Женщина в очках (литература) поправила оправу.
— Юрий, вы читали на туре Блока. А скажите, как вы относитесь к Чехову?
— Люблю.
— Это понятно. А вот пьеса «Чайка». В чем, по-вашему, трагедия Константина Треплева?
Стандартный школьный ответ: «Его заела среда, его не понимала мать-мещанка».
Юра помолчал секунду.
— Трагедия Треплева не в матери, — сказал он тихо. — И не в Тригорине.
— А в чем же?
— В том, что он талантлив, но у него нет языка. Он чувствует больше, чем может выразить. Он немой, который пытается петь. Он ищет «новые формы» не потому, что хочет выпендриться, а потому что старые слова ему тесны. Он задыхается в них. И когда он понимает, что так и не нашел свой голос… он стреляется. Потому что молчать он больше не может, а говорить не умеет.

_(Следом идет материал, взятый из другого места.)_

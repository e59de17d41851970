use approx::assert_relative_eq;
use rand::rngs::StdRng;
use rand::SeedableRng;

use cascade_sim::agents::*;
use cascade_sim::liquidation::Breach;
use cascade_sim::market::{Asset, MarketState};
use cascade_sim::policy::*;

fn agent(archetype: Archetype) -> Agent {
    let mut rng = StdRng::seed_from_u64(0);
    Agent::calibrated(AgentId(0), archetype, &mut rng)
}

fn breach(owner: usize, position: u64, collateral_value: f64, debt_value: f64) -> Breach {
    Breach {
        agent: AgentId(owner),
        position: PositionId(position),
        health_factor: collateral_value / debt_value,
        collateral_value,
        debt_value,
    }
}

// ═══════════════════════════════════════════════════════════════════════
// Common gates
// ═══════════════════════════════════════════════════════════════════════

#[test]
fn test_low_balance_agents_skipped() {
    let market = MarketState::initial();
    let ctx = DecisionContext {
        market: &market,
        breaches: &[],
    };
    for archetype in Archetype::ALL {
        let mut a = agent(archetype);
        a.wallet_balance = MIN_ACTIVE_BALANCE - 1.0;
        a.reaction_speed = 1.0;
        for seed in 0..200 {
            let mut rng = StdRng::seed_from_u64(seed);
            assert!(decide(&a, &ctx, &mut rng).is_none());
        }
    }
}

#[test]
fn test_zero_reaction_speed_never_acts() {
    let market = MarketState::initial();
    let ctx = DecisionContext {
        market: &market,
        breaches: &[],
    };
    let mut a = agent(Archetype::Retail);
    a.reaction_speed = 0.0;
    for seed in 0..200 {
        let mut rng = StdRng::seed_from_u64(seed);
        assert!(decide(&a, &ctx, &mut rng).is_none());
    }
}

#[test]
fn test_agent_rng_stable() {
    use rand::Rng;
    let x: u64 = agent_rng(5, AgentId(3)).gen();
    let y: u64 = agent_rng(5, AgentId(3)).gen();
    let z: u64 = agent_rng(5, AgentId(4)).gen();
    assert_eq!(x, y);
    assert_ne!(x, z);
}

// ═══════════════════════════════════════════════════════════════════════
// Liquidator
// ═══════════════════════════════════════════════════════════════════════

#[test]
fn test_liquidator_picks_most_profitable() {
    let market = MarketState::initial(); // gas 50 -> bar 500
    let mut liq = agent(Archetype::Liquidator);
    liq.wallet_balance = 1e6;

    let breaches = vec![
        breach(1, 10, 20_000.0, 19_200.0),  // expected 1_000
        breach(2, 11, 100_000.0, 96_000.0), // expected 5_000
        breach(0, 12, 500_000.0, 480_000.0), // own position
    ];
    let ctx = DecisionContext {
        market: &market,
        breaches: &breaches,
    };
    let mut rng = StdRng::seed_from_u64(1);
    let action = liquidator(&liq, &ctx, &mut rng).unwrap();
    assert_eq!(
        action,
        Action::Liquidate {
            liquidator: AgentId(0),
            target: AgentId(2),
            position: PositionId(11),
        }
    );
}

#[test]
fn test_liquidator_ignores_dust_and_unaffordable() {
    let market = MarketState::initial(); // gas 50 -> bar 500
    let mut liq = agent(Archetype::Liquidator);
    liq.wallet_balance = 50_000.0;

    let breaches = vec![
        breach(1, 1, 9_000.0, 9_500.0),    // expected 450, under the gas bar
        breach(2, 2, 100_000.0, 96_000.0), // debt above wallet
    ];
    let ctx = DecisionContext {
        market: &market,
        breaches: &breaches,
    };
    let mut rng = StdRng::seed_from_u64(1);
    assert!(liquidator(&liq, &ctx, &mut rng).is_none());
}

#[test]
fn test_liquidator_takes_underwater_positions() {
    let market = MarketState::initial();
    let mut liq = agent(Archetype::Liquidator);
    liq.wallet_balance = 50_000.0;

    // health factor 0.7: repaying the debt loses money, but the expected
    // profit on 28_000 of collateral still clears the gas bar
    let breaches = vec![breach(3, 3, 28_000.0, 40_000.0)];
    let ctx = DecisionContext {
        market: &market,
        breaches: &breaches,
    };
    let mut rng = StdRng::seed_from_u64(1);
    assert_eq!(
        liquidator(&liq, &ctx, &mut rng),
        Some(Action::Liquidate {
            liquidator: AgentId(0),
            target: AgentId(3),
            position: PositionId(3),
        })
    );
}

#[test]
fn test_liquidator_gas_bar_scales_with_gas_price() {
    let mut market = MarketState::initial();
    let mut liq = agent(Archetype::Liquidator);
    liq.wallet_balance = 1e6;
    let breaches = vec![breach(1, 1, 15_000.0, 15_000.0)]; // expected 750
    let mut rng = StdRng::seed_from_u64(1);

    let ctx = DecisionContext {
        market: &market,
        breaches: &breaches,
    };
    assert!(liquidator(&liq, &ctx, &mut rng).is_some());

    market.update_gas_price(1.0); // 150 -> bar 1_500
    let ctx = DecisionContext {
        market: &market,
        breaches: &breaches,
    };
    assert!(liquidator(&liq, &ctx, &mut rng).is_none());
}

#[test]
fn test_expected_liquidation_profit() {
    assert_relative_eq!(
        expected_liquidation_profit(20_000.0, LIQUIDATOR_MIN_PROFIT),
        1_000.0,
        max_relative = 1e-12
    );
}

// ═══════════════════════════════════════════════════════════════════════
// Other strategies
// ═══════════════════════════════════════════════════════════════════════

#[test]
fn test_supply_apy_curve() {
    assert_relative_eq!(supply_apy(0.0), 0.02);
    assert_relative_eq!(supply_apy(0.5), 0.095);
}

#[test]
fn test_yield_farmer_prefers_highest_apy() {
    let mut market = MarketState::initial();
    market.utilization_rate.insert(Asset::Eth, 0.2);
    market.utilization_rate.insert(Asset::Btc, 0.9);
    market.utilization_rate.insert(Asset::Usdc, 0.5);
    market.utilization_rate.insert(Asset::Usdt, 0.5);
    let ctx = DecisionContext {
        market: &market,
        breaches: &[],
    };

    let mut a = agent(Archetype::YieldFarmer);
    a.reaction_speed = 1.0;
    let mut acted = 0;
    for seed in 0..200 {
        let mut rng = StdRng::seed_from_u64(seed);
        if let Some(action) = yield_farmer(&a, &ctx, &mut rng) {
            acted += 1;
            match action {
                Action::Supply { asset, amount, .. } => {
                    assert_eq!(asset, Asset::Btc);
                    let notional = a.wallet_balance * a.risk_appetite * 0.3;
                    assert_relative_eq!(amount * 40_000.0, notional, max_relative = 1e-12);
                }
                other => panic!("unexpected action {:?}", other),
            }
        }
    }
    assert!(acted > 0);
}

#[test]
fn test_yield_farmer_tie_goes_to_first_asset() {
    let market = MarketState::initial(); // every asset at 0.5
    let ctx = DecisionContext {
        market: &market,
        breaches: &[],
    };
    let mut a = agent(Archetype::YieldFarmer);
    a.reaction_speed = 1.0;
    for seed in 0..100 {
        let mut rng = StdRng::seed_from_u64(seed);
        if let Some(Action::Supply { asset, .. }) = yield_farmer(&a, &ctx, &mut rng) {
            assert_eq!(asset, Asset::Eth);
        }
    }
}

#[test]
fn test_whale_order_capped_by_liquidity() {
    let mut market = MarketState::initial();
    market.scale_liquidity(1e-6);
    let ctx = DecisionContext {
        market: &market,
        breaches: &[],
    };
    let mut w = agent(Archetype::Whale);
    w.wallet_balance = 1e12;
    w.risk_appetite = 1.0;
    w.reaction_speed = 1.0;

    let mut acted = 0;
    for seed in 0..500 {
        let mut rng = StdRng::seed_from_u64(seed);
        let (asset, amount) = match whale(&w, &ctx, &mut rng) {
            Some(Action::Supply { asset, amount, .. }) => (asset, amount),
            Some(Action::Borrow { asset, amount, .. }) => (asset, amount),
            Some(other) => panic!("unexpected action {:?}", other),
            None => continue,
        };
        acted += 1;
        assert!(amount <= market.liquidity_of(asset) * 0.05 * (1.0 + 1e-9));
    }
    assert!(acted > 0);
}

#[test]
fn test_default_policy_leverage_capped() {
    let market = MarketState::initial();
    let ctx = DecisionContext {
        market: &market,
        breaches: &[],
    };
    let mut a = agent(Archetype::Institutional);
    a.leverage_preference = 5.0;
    a.reaction_speed = 1.0;

    let mut borrows = 0;
    for seed in 0..500 {
        let mut rng = StdRng::seed_from_u64(seed);
        if let Some(Action::Borrow { leverage, .. }) = decide(&a, &ctx, &mut rng) {
            borrows += 1;
            assert_relative_eq!(leverage, MAX_DEFAULT_LEVERAGE);
        }
    }
    assert!(borrows > 0);
}

#[test]
fn test_market_maker_provides_liquidity() {
    let market = MarketState::initial();
    let ctx = DecisionContext {
        market: &market,
        breaches: &[],
    };
    let mut mm = agent(Archetype::MarketMaker);
    mm.reaction_speed = 1.0;
    let mut acted = 0;
    for seed in 0..100 {
        let mut rng = StdRng::seed_from_u64(seed);
        match market_maker(&mm, &ctx, &mut rng) {
            Some(Action::ProvideLiquidity { asset, amount, .. }) => {
                acted += 1;
                assert_relative_eq!(
                    amount * market.price(asset),
                    mm.wallet_balance * 0.2,
                    max_relative = 1e-12
                );
            }
            Some(other) => panic!("unexpected action {:?}", other),
            None => {}
        }
    }
    assert!(acted > 0);
}

#[test]
fn test_arbitrage_sized_by_wallet() {
    let market = MarketState::initial();
    let ctx = DecisionContext {
        market: &market,
        breaches: &[],
    };
    let mut arb = agent(Archetype::Arbitrageur);
    arb.reaction_speed = 1.0;
    arb.wallet_balance = 10_000.0;
    for seed in 0..300 {
        let mut rng = StdRng::seed_from_u64(seed);
        if let Some(Action::Arbitrage { asset, amount, .. }) = arbitrageur(&arb, &ctx, &mut rng) {
            assert_relative_eq!(amount * market.price(asset), 5_000.0, max_relative = 1e-12);
        }
    }
}

// ═══════════════════════════════════════════════════════════════════════
// Population-wide decision phase
// ═══════════════════════════════════════════════════════════════════════

#[test]
fn test_parallel_decisions_match_sequential() {
    let pop = Population::initialize(2000, &ArchetypeDistribution::default(), 11).unwrap();
    let market = MarketState::initial();
    for seed in [1u64, 2, 3] {
        let seq = decide_all(&pop, &market, seed, false);
        let par = decide_all(&pop, &market, seed, true);
        assert!(!seq.is_empty());
        assert_eq!(seq, par);
    }
}

#[test]
fn test_actions_in_agent_order() {
    let pop = Population::initialize(2000, &ArchetypeDistribution::default(), 11).unwrap();
    let market = MarketState::initial();
    let actions = decide_all(&pop, &market, 77, false);
    let actors: Vec<AgentId> = actions.iter().map(|a| a.actor()).collect();
    let mut sorted = actors.clone();
    sorted.sort();
    sorted.dedup();
    assert_eq!(actors, sorted, "one action per agent, in index order");
}

// ═══════════════════════════════════════════════════════════════════════
// Opening book
// ═══════════════════════════════════════════════════════════════════════

#[test]
fn test_opening_book_one_position_per_agent() {
    let pop = Population::initialize(1000, &ArchetypeDistribution::default(), 5).unwrap();
    let market = MarketState::initial();
    let book = opening_book(&pop, &market, 9);

    let actors: Vec<AgentId> = book.iter().map(|a| a.actor()).collect();
    let mut sorted = actors.clone();
    sorted.sort();
    sorted.dedup();
    assert_eq!(actors, sorted);
    assert_eq!(book.len(), 1000 - pop.count_of(Archetype::Liquidator));

    let borrows = book.iter().filter(|a| matches!(a, Action::Borrow { .. })).count();
    assert!(borrows > 250 && borrows < 550, "{} borrows", borrows);
    for action in &book {
        assert!(pop.get(action.actor()).unwrap().archetype != Archetype::Liquidator);
        if let Action::Borrow { leverage, .. } = action {
            assert!(*leverage <= MAX_DEFAULT_LEVERAGE);
        }
    }
    assert_eq!(book, opening_book(&pop, &market, 9));
}

#[test]
fn test_opening_position_sized_by_wallet() {
    let market = MarketState::initial();
    let a = agent(Archetype::Retail);
    let mut rng = StdRng::seed_from_u64(4);
    let (asset, amount) = match opening_position(&a, &market, &mut rng).unwrap() {
        Action::Supply { asset, amount, .. } | Action::Borrow { asset, amount, .. } => (asset, amount),
        other => panic!("unexpected action {:?}", other),
    };
    assert_relative_eq!(
        amount * market.price(asset),
        a.wallet_balance * a.risk_appetite * 0.1,
        max_relative = 1e-12
    );

    let mut poor = agent(Archetype::Whale);
    poor.wallet_balance = 10.0;
    assert!(opening_position(&poor, &market, &mut rng).is_none());
}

В аудитории повисла тишина.
Женщина сняла очки. Посмотрела на него с удивлением.
— Немой, который пытается петь… — повторила она. — Это… неожиданная трактовка. Очень взрослая. Вы сами это придумали или прочитали у кого-то?
— Сам. Я просто… представил себя на его месте.
Захава откинулся на спинку кресла. Сложил руки на груди.
— Представили, значит…
Наступил момент истины. Разминка закончилась. Начался допрос.
— Скажите, Лоцман, — голос ректора стал вкрадчивым, мягким, но в этой мягкости лязгнул капкан. — А вам не кажется, что вы слишком часто «представляете себя на месте» трагических героев? Блок. Треплев. Басня эта ваша страшная. Откуда такая тяга к мраку?
Этуш, сидевший сбоку, внимательно следил за реакцией Юры, прищурив глаз.
— Вам шестнадцать лет, — продолжал Захава. — У вас вся жизнь впереди. Солнце, девушки, строительство БАМа. А вы смотрите на нас так, будто вчера похоронили всю семью. Вы что-то скрываете? У вас драма? Несчастная любовь? Болезнь?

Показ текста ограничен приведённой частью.